» **EXERCISE DETAILS**
Locate the lines of the listing below that hold "RenderableApi", then copy each of them.
=== Begin Enclosure ===
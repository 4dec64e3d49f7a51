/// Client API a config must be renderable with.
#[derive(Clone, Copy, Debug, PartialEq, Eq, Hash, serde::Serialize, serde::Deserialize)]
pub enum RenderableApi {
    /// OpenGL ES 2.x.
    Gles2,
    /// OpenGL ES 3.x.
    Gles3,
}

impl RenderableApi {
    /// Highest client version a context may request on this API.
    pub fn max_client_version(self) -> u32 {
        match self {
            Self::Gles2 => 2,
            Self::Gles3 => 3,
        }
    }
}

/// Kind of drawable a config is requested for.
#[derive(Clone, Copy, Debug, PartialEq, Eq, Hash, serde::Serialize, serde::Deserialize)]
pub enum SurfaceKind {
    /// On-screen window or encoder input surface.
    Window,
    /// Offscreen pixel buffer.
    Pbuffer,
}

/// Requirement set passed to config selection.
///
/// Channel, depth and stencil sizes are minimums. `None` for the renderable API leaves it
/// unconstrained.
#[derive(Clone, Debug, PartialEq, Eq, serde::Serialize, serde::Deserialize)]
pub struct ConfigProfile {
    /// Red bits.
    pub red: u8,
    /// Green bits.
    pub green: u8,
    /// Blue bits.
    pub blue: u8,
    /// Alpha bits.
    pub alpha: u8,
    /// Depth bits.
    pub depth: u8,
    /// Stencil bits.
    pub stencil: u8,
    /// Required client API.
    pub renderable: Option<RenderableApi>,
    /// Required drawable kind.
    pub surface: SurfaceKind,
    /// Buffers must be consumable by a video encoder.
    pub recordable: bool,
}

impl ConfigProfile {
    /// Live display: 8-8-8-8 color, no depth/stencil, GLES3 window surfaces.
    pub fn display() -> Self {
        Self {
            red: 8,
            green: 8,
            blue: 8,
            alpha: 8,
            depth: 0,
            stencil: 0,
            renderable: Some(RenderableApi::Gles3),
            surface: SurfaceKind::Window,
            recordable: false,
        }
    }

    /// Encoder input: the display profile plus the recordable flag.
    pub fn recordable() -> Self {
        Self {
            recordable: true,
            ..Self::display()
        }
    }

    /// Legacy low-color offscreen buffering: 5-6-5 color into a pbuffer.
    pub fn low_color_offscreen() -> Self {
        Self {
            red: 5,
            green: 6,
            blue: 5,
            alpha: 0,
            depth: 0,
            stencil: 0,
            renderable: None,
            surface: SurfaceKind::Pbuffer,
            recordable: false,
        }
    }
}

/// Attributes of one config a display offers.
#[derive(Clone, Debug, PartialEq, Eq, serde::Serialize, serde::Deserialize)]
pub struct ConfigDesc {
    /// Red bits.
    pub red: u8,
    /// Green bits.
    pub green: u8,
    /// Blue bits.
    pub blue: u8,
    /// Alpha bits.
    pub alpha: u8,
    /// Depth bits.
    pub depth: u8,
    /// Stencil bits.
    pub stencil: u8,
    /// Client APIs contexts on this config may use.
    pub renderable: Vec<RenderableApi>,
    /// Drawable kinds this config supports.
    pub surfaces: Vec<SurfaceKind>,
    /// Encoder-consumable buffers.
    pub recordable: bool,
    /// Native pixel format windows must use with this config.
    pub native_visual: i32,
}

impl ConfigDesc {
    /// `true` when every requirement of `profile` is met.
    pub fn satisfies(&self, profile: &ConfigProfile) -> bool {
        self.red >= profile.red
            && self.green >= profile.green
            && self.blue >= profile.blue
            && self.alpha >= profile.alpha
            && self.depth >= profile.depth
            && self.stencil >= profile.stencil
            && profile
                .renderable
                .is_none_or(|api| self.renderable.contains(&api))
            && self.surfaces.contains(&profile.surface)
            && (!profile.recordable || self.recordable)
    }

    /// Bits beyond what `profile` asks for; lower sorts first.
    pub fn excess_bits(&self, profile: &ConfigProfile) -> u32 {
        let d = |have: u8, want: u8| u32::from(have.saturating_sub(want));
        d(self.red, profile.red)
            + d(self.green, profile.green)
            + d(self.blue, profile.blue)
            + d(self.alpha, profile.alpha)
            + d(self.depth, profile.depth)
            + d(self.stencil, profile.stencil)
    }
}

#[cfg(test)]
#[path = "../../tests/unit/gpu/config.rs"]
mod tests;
=== End Enclosure ===
» **ANSWER TO THIS EXERCISE**
pub enum RenderableApi {
impl RenderableApi {
    pub renderable: Option<RenderableApi>,
            renderable: Some(RenderableApi::Gles3),
    pub renderable: Vec<RenderableApi>,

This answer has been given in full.